| WHAT YOU ARE ASKED TO DO |
Report every line of the data where the string "Some" appears.

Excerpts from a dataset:
====================

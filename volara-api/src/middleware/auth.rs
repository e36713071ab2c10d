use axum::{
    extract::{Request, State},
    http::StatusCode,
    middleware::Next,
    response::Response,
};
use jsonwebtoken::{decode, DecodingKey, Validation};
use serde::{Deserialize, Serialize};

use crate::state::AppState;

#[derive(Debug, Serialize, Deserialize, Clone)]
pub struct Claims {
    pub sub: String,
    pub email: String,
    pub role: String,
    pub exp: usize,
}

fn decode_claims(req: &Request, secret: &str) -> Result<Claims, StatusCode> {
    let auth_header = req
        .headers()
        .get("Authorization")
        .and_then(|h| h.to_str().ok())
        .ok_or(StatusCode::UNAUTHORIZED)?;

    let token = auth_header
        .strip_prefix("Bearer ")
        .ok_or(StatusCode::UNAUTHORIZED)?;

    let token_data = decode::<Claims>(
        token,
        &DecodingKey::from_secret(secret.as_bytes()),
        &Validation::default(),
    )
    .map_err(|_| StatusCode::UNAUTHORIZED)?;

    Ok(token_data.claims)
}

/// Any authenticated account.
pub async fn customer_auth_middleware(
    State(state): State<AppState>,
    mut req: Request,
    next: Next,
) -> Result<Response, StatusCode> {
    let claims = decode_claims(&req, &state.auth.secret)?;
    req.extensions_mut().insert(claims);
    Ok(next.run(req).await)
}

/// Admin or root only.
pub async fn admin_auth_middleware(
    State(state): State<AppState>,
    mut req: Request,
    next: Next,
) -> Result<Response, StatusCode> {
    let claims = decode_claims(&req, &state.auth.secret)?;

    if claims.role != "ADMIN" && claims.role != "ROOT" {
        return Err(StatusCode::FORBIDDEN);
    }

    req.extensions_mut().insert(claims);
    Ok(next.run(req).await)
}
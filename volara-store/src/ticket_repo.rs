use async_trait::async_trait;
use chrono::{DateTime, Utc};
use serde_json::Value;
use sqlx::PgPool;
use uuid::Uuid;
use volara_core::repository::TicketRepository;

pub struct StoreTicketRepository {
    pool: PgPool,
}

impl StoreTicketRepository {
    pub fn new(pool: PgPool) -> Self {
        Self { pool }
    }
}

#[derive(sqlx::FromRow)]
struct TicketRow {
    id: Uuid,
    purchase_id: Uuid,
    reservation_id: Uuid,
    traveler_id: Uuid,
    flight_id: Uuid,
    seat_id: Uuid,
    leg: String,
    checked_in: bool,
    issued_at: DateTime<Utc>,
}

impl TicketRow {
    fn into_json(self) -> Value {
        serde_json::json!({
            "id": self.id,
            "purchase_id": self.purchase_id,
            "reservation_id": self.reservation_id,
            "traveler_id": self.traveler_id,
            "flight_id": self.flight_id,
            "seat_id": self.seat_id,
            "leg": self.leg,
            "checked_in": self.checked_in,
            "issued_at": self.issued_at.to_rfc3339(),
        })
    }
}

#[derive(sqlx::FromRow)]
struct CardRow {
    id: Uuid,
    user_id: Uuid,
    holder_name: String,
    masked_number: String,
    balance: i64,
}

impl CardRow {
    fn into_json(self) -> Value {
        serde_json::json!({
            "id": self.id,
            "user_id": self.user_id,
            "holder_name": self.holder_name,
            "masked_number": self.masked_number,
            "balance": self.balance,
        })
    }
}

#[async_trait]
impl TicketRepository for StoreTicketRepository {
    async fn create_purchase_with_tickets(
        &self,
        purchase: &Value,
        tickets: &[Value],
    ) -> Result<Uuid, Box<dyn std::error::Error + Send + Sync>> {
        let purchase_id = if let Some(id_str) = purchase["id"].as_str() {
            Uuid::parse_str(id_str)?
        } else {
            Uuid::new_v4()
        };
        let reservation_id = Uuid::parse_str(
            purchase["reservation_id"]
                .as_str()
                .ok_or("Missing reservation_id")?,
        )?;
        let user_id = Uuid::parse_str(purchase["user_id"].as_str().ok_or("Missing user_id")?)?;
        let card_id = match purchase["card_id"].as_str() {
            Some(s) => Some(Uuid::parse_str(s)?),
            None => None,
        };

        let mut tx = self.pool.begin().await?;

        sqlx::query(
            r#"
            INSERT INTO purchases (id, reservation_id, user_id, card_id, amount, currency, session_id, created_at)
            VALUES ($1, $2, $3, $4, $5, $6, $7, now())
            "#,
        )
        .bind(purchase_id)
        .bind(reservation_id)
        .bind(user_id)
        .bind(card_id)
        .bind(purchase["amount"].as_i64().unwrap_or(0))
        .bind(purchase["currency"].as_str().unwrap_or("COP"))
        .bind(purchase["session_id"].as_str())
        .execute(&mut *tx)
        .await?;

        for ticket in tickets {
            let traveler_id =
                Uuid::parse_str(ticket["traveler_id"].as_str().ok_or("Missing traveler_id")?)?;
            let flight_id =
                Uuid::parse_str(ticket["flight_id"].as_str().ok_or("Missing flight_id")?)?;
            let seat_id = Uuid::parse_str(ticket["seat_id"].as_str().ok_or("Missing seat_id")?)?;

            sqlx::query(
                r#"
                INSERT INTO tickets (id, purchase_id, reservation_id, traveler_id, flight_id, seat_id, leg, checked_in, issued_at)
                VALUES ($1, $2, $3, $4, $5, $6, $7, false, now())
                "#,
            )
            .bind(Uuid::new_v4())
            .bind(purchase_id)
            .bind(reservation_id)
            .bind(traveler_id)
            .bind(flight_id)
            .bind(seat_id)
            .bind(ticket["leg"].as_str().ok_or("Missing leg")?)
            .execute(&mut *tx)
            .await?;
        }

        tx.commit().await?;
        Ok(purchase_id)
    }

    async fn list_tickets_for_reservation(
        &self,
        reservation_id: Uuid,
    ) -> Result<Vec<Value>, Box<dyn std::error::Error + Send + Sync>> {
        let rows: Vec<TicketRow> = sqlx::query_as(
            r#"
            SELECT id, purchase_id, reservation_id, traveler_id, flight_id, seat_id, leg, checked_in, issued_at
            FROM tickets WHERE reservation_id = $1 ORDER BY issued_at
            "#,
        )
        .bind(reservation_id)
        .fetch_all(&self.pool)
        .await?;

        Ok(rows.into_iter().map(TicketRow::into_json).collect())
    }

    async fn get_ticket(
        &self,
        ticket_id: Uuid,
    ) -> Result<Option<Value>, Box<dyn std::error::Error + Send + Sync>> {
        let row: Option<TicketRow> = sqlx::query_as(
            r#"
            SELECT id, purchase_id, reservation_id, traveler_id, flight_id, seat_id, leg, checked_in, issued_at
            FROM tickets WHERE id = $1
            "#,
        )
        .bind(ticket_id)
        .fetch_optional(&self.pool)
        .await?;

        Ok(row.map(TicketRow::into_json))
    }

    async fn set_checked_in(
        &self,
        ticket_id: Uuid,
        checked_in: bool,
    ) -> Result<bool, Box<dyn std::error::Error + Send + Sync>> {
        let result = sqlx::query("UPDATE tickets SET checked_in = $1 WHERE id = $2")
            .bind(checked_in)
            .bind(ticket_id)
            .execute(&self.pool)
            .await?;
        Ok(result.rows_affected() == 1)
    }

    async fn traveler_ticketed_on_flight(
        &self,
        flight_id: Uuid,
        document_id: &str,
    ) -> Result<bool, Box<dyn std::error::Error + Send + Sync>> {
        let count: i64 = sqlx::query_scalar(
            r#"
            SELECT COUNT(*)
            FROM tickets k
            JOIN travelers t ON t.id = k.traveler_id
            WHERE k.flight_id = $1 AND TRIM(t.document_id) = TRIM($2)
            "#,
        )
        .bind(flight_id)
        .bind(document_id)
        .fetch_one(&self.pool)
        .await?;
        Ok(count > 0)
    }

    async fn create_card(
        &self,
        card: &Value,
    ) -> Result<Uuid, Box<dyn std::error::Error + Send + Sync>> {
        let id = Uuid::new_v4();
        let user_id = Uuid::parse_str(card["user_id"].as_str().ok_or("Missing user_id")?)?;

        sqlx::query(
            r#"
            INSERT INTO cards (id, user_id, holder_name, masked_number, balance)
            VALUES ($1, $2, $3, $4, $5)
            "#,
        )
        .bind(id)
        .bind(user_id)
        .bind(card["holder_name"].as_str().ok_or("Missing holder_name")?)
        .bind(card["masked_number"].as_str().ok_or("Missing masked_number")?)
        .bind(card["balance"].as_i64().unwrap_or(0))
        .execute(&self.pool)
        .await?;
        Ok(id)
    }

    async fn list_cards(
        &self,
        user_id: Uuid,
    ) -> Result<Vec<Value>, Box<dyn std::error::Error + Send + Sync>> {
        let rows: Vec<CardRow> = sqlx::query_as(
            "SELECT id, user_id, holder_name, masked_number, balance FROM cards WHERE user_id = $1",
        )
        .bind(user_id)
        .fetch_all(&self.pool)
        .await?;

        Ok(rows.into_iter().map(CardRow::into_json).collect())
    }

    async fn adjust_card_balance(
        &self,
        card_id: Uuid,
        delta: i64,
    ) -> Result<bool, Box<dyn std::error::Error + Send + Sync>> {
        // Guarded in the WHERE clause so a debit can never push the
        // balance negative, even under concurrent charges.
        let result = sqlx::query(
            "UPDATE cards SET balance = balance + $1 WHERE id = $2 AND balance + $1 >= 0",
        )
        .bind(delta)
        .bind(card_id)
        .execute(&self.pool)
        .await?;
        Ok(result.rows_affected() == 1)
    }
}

====================

| COMPLETED EXERCISE |
        let purchase_id = if let Some(id_str) = purchase["id"].as_str() {
            Some(s) => Some(Uuid::parse_str(s)?),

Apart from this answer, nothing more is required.